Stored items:
┌────────

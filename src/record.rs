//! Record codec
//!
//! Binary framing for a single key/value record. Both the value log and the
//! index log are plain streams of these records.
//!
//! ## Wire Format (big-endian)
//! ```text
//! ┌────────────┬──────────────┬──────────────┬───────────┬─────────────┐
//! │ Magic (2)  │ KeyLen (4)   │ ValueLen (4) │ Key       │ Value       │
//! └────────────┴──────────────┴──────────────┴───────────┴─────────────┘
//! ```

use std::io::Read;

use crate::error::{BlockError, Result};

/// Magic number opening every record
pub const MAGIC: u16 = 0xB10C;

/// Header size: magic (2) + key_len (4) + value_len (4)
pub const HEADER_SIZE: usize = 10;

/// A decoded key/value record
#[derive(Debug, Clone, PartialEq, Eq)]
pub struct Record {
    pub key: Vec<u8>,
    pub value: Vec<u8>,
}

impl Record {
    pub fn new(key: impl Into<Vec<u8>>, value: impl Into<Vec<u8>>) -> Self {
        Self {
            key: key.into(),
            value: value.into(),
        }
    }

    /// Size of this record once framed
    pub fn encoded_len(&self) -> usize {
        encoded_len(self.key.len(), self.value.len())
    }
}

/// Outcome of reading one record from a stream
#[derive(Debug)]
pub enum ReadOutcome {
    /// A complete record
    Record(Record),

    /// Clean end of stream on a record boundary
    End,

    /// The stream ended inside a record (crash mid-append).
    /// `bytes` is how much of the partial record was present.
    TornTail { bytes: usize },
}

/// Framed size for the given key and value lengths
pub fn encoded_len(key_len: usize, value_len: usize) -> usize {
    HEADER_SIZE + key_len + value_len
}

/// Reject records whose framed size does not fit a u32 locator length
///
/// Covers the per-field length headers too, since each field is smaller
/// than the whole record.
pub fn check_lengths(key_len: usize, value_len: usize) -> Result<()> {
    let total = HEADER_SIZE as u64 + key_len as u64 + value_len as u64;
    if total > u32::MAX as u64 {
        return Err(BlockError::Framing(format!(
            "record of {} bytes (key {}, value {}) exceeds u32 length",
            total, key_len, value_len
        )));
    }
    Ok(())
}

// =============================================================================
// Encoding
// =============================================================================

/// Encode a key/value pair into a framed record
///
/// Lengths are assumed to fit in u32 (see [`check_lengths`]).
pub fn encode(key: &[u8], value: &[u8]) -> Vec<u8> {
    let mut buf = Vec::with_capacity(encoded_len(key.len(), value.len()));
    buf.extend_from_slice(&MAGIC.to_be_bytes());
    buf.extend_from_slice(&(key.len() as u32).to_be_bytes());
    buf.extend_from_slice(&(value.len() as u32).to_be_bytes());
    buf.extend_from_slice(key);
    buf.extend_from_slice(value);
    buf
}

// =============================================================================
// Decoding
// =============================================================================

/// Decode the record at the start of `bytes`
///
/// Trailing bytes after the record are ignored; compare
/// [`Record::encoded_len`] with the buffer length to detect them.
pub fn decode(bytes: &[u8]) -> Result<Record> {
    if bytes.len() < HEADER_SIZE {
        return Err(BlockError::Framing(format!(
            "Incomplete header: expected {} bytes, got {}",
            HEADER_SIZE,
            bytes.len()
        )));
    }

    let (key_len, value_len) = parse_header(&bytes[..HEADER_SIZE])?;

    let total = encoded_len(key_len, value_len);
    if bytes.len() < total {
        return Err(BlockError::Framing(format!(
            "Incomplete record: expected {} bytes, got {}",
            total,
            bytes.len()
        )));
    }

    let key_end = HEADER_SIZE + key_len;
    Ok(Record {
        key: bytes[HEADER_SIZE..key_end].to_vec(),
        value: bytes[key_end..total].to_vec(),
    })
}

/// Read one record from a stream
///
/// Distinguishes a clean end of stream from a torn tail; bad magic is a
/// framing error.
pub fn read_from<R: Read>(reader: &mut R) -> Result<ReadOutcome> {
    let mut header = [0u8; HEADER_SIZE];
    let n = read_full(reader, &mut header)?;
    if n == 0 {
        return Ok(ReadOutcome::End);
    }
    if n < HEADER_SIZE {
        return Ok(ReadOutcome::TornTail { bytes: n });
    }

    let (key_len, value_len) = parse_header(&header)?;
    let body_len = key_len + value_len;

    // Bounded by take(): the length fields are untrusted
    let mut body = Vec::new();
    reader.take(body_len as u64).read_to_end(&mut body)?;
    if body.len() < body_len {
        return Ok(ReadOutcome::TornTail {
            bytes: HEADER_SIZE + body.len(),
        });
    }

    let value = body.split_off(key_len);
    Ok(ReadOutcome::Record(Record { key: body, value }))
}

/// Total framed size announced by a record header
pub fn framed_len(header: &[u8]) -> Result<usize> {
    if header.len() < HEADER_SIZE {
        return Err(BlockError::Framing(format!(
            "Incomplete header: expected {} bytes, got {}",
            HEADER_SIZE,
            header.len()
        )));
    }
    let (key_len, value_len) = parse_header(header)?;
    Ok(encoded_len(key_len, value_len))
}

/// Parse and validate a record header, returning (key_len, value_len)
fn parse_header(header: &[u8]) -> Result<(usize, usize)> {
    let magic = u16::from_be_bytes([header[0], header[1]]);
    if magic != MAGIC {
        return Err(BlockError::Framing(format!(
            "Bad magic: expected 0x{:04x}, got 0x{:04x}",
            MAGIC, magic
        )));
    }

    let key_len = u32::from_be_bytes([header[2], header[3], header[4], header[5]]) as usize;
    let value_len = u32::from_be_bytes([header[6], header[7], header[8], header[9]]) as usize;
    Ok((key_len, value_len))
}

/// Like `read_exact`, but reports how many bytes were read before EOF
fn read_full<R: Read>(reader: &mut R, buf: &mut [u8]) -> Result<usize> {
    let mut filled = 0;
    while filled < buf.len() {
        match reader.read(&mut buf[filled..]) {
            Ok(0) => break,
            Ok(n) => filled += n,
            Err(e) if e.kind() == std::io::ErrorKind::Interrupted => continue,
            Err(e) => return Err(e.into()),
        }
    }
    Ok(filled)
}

└────────

WORK REQUIRED
Write out the records above exactly, from the opening line to the line with "record (crash mid-append).", including both, with nothing added.

RESPONSE TO THE EXERCISE
filename src/record.rs
//! Record codec
//!
//! Binary framing for a single key/value record. Both the value log and the
//! index log are plain streams of these records.
//!
//! ## Wire Format (big-endian)
//! ```text
//! ┌────────────┬──────────────┬──────────────┬───────────┬─────────────┐
//! │ Magic (2)  │ KeyLen (4)   │ ValueLen (4) │ Key       │ Value       │
//! └────────────┴──────────────┴──────────────┴───────────┴─────────────┘
//! ```

use std::io::Read;

use crate::error::{BlockError, Result};

/// Magic number opening every record
pub const MAGIC: u16 = 0xB10C;

/// Header size: magic (2) + key_len (4) + value_len (4)
pub const HEADER_SIZE: usize = 10;

/// A decoded key/value record
#[derive(Debug, Clone, PartialEq, Eq)]
pub struct Record {
    pub key: Vec<u8>,
    pub value: Vec<u8>,
}

impl Record {
    pub fn new(key: impl Into<Vec<u8>>, value: impl Into<Vec<u8>>) -> Self {
        Self {
            key: key.into(),
            value: value.into(),
        }
    }

    /// Size of this record once framed
    pub fn encoded_len(&self) -> usize {
        encoded_len(self.key.len(), self.value.len())
    }
}

/// Outcome of reading one record from a stream
#[derive(Debug)]
pub enum ReadOutcome {
    /// A complete record
    Record(Record),

    /// Clean end of stream on a record boundary
    End,

    /// The stream ended inside a record (crash mid-append).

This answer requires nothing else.